CHWs in rural Bangladesh with limited experience using tablets successfully used a mobile application for neonatal assessment after a two-day training. mCNCP may aid frontline health workers in Bangladesh to improve completion of neonatal assessment, classification of illnesses, and adherence to neonatal management guidelines.
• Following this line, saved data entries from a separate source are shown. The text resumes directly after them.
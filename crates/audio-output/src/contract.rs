//! Contract between the playback worker and the upstream chunk source.
//!
//! The worker never pulls "the next chunk". It measures how many frames are still
//! queued in the device, converts that backlog into a render delay and asks the
//! source for the `frames` frames that must become audible once that delay has elapsed.
//! Any resampling or drift compensation needed to honor the request is the source's job.

use std::time::Duration;

/// PCM layout delivered by the upstream source. Samples are always interleaved S16_LE.
#[derive(Clone, Copy, Debug, PartialEq, Eq)]
pub struct StreamFormat {
    pub sample_rate_hz: u32,
    pub channels: u16,
}

impl StreamFormat {
    pub const BITS_PER_SAMPLE: u16 = 16;

    pub fn new(sample_rate_hz: u32, channels: u16) -> Self {
        Self {
            sample_rate_hz,
            channels,
        }
    }

    /// Bytes per interleaved frame.
    pub fn frame_bytes(&self) -> usize {
        usize::from(self.channels) * usize::from(Self::BITS_PER_SAMPLE / 8)
    }
}

/// Upstream provider of time-aligned PCM.
///
/// Shared between the controller and the worker thread; implementations handle their own
/// synchronization.
pub trait ChunkSource: Send + Sync {
    /// Format of the stream, queried once per session open.
    fn format(&self) -> StreamFormat;

    /// Fill `out` with `frames` interleaved frames that should play `render_delay` from now.
    ///
    /// `out` holds at least `frames * channels` samples. Returns `false` when no audio is
    /// available; the worker retries later.
    fn request_chunk(&self, out: &mut [i16], render_delay: Duration, frames: usize) -> bool;
}

/// Convert a backlog of unplayed frames into a render delay.
///
/// `1_000_000 * frames_delay / rate_hz` microseconds, rounded down. A negative backlog
/// (reported by some drivers right after an underrun) and a zero rate both yield zero.
pub fn render_delay(frames_delay: i64, rate_hz: u32) -> Duration {
    if frames_delay <= 0 || rate_hz == 0 {
        return Duration::ZERO;
    }
    let micros = (frames_delay as u128 * 1_000_000) / u128::from(rate_hz);
    Duration::from_micros(u64::try_from(micros).unwrap_or(u64::MAX))
}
在低收入环境中,社区卫生工作者(CHW)通常是新生儿的第一个接触点。移动技术可以帮助卫生工作者对疾病进行分类,并为新生儿护理提供转诊和管理指导。本研究评估了移动健康技术在改善孟加拉国新生儿诊断和病例管理方面的潜力。
开发了一个基于孟加拉国综合新生儿护理包国家指南(mCNCP)的移动应用程序,以帮助 CHW 识别和管理小而患病的婴儿。在为期两天的培训后,CHW 使用 mCNCP 或类似的纸质表格(pCNCP)在 Sylhet Osmani 医学院医院和 Projahnmo 研究点(孟加拉国锡尔赫特)评估新生儿。CHW 被随机分配进行大约 6 个新生儿评估,从 mCNCP 或 pCNCP 开始,然后切换到另一种方法。使用 mCNCP 的医生作为金标准评估员。使用卡方检验和逻辑回归对 CHW 使用 mCNCP 和 pCNCP 的表现进行比较,后者采用 CHW 聚类。
共有 207 次 CHW 评估完成了 101 名入组婴儿。mCNCP 评估更常完整完成且完成速度更快(100% vs 23.8%,p<0.001;17.5 分钟 vs 23.6 分钟;p<0.001)。mCNCP 便于计算呼吸频率、体温和胎龄。使用 mCNCP 的 CHW 更有可能识别小婴儿(优势比(OR):20.8,置信区间(CI):(7.1,60.8),p<0.001),并正确分类评估的 16 种新生儿情况中的 7 种,包括严重体重减轻(OR:13.1,CI:(4.6,37.5),p<0.001)、运动不良(OR:6.6,CI:(2.3,19.3),p=0.001)、体温过低(OR:14.9,CI:(2.7,82.2),p=0.002)和喂养不耐受(OR:2.1,CI:(1.3,3.3),p=0.003)。使用 mCNCP 的 CHW 更有可能根据需要提供 7 项病例管理建议中的 4 项咨询,包括袋鼠式护理。
在孟加拉国农村地区,经验有限的 CHW 在接受为期两天的培训后成功使用了移动应用程序进行新生儿评估。mCNCP 可能有助于孟加拉国的一线卫生工作者改善新生儿评估的完成情况、疾病分类以及对新生儿管理指南的遵守情况。